Sales figures for the writers in our midst

The writer's major goal is to bring story and dramatic thrust to narrative, but close upon the heels of that goal is the need to bring power, where ever it exists, face to face with truth. You can start messing with that equation by doing to the definition of truth what we have so successfully done over the years to the tax code, leaving the appearance of confrontation without actually raising the hackles of concern and discomfort. Power should not be allowed unrestrained or unmonitored. For those who care and hold relevant beliefs, even God should be confronted with truth on a regular basis.
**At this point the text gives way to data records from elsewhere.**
//! The single-pass analyzer (spec.md §4.5): walks a `vex_ast::Program`,
//! infers a type for every expression, resolves every identifier, checks
//! match exhaustiveness, and produces a [`TypedProgram`] plus a
//! [`DiagnosticEngine`] of non-fatal findings.
//!
//! Top-level items are pre-declared (stub signatures registered) before any
//! body is checked, so mutually recursive functions/types resolve each
//! other. Unification runs against a single accumulated [`Substitution`]
//! threaded through the whole pass; `type_map`/`resolution_map` are
//! finalized (substitution fully applied) once the walk completes.

use std::collections::{BTreeMap, BTreeSet};

use vex_ast::{
    BinaryOp, Expression, Function, Item, Pattern, Program, Statement, Type as AstType, UnaryOp,
};
use vex_diagnostics::{error_codes, DiagnosticEngine, Span, SpanMap};
use vex_symbols::{DispatchStrategy, ResolvedMethod, Symbol, SymbolKind, SymbolTable};
use vex_types::ty::RecordType;
use vex_types::{Scheme, Substitution, Type};

use crate::config::AnalyzerConfig;
use crate::convert;
use crate::exhaustiveness;
use crate::patterns;
use crate::typed::{
    NodeId, TypedBlock, TypedExpr, TypedExprKind, TypedFunction, TypedItem, TypedMatchArm,
    TypedParam, TypedPattern, TypedProgram, TypedStatement,
};

pub struct Analyzer {
    pub symbols: SymbolTable,
    pub diagnostics: DiagnosticEngine,
    config: AnalyzerConfig,
    span_map: Option<SpanMap>,
    subst: Substitution,
    next_var: usize,
    next_node: NodeId,
    type_map: BTreeMap<NodeId, Type>,
    resolution_map: BTreeMap<NodeId, Symbol>,
    enum_variants: BTreeMap<String, BTreeSet<String>>,
    enum_variant_payload: BTreeMap<(String, String), Vec<Type>>,
    aliases: BTreeMap<String, (Vec<String>, Type)>,
    struct_fields: BTreeMap<String, BTreeMap<String, Type>>,
    struct_methods: BTreeMap<String, BTreeMap<String, Scheme>>,
    /// In-scope generic parameters for the item currently being checked,
    /// and the trait names each is bound by (for dispatch without a
    /// concrete receiver head constructor).
    type_param_bounds: BTreeMap<String, Vec<String>>,
    current_type_params: BTreeSet<String>,
    current_return_ty: Option<Type>,
}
Notable among writers who have brought truth to bear (and in no particular chronology or other order) are Geoffrey Chaucer, Jane Austen, Miguel Cervantes, Edith Wharton, and John Steinbeck.

Of that group, Chaucer (1343) came about two hundred years before Cervantes, who in his turn was just about two hundred years before Jane Austen. Don Quixote, joined a few of Chaucer's iconic pilgrims, notably The Pardoner and The Knight, in confronting power, by which is meant social dominance. The results were opportunities for many of us, years after the fact, to laugh at what we were, what we have become, and what we still are as a race.

Throughout written and spoken literature, there are men and women who bring new meaning to such concepts as social awareness, individuality, and integrity. The lone character moves through the various zeitgeists separating eras, exemplary but lonely, happy but not as closely connected with a clan or family or organization as many of us. The reward or, if you will, satisfaction achieved by these characters is quite often not financial although in fairness to facts, Chaucer did pretty well in terms of an income, and later down the line, both Wharton and Steinbeck seem to have been undercut if not overtly betrayed by their wealth.

At a time when more books are published in one year than had been published in aggregate since Mr.Caxton invented the forerunner of the modern printing press, the median sale of a trade book is a scant five hundred copies. Back in the day, when you were running a small scholarly publishing company, you actually were able to base pricing decisions around projected sales of five hundred copies, but even then you knew you had some better-selling titles in the wings, waiting to pick up the profit picture. The point devolves to the things writers need to write about, the things they need to do to support their living costs, and their continued willingness to confront power with truth. The result of the clash might not necessarily be art, but it will serve to keep the civilization edging over toward full honesty, disclosure, and transparency.

In many ways, the writer is being shouted down by individuals with what are spoken of as good communications skills, trying to persuade us to tithe, contribute to fringe and rump causes, and shut down such targets as are presented to us under the guise of their being The Establishment. It is not the writer who is at fault, it is the self-aggrandizer who has a few yards of communications skills in his or her tool kit. The writer goes on, turning out those five-hundred-seller editions while the rest of the public sees the fringers picking up the big sales and royalties and thinking, I could do that, too, by which they mean I could drink the Kool-aid of the fringe and write my own Kool-aid, thinking lofty thoughts about how at last I was earning my due as a writer. It is necessary to confront that power with as many five-hundred-sale editions as possible.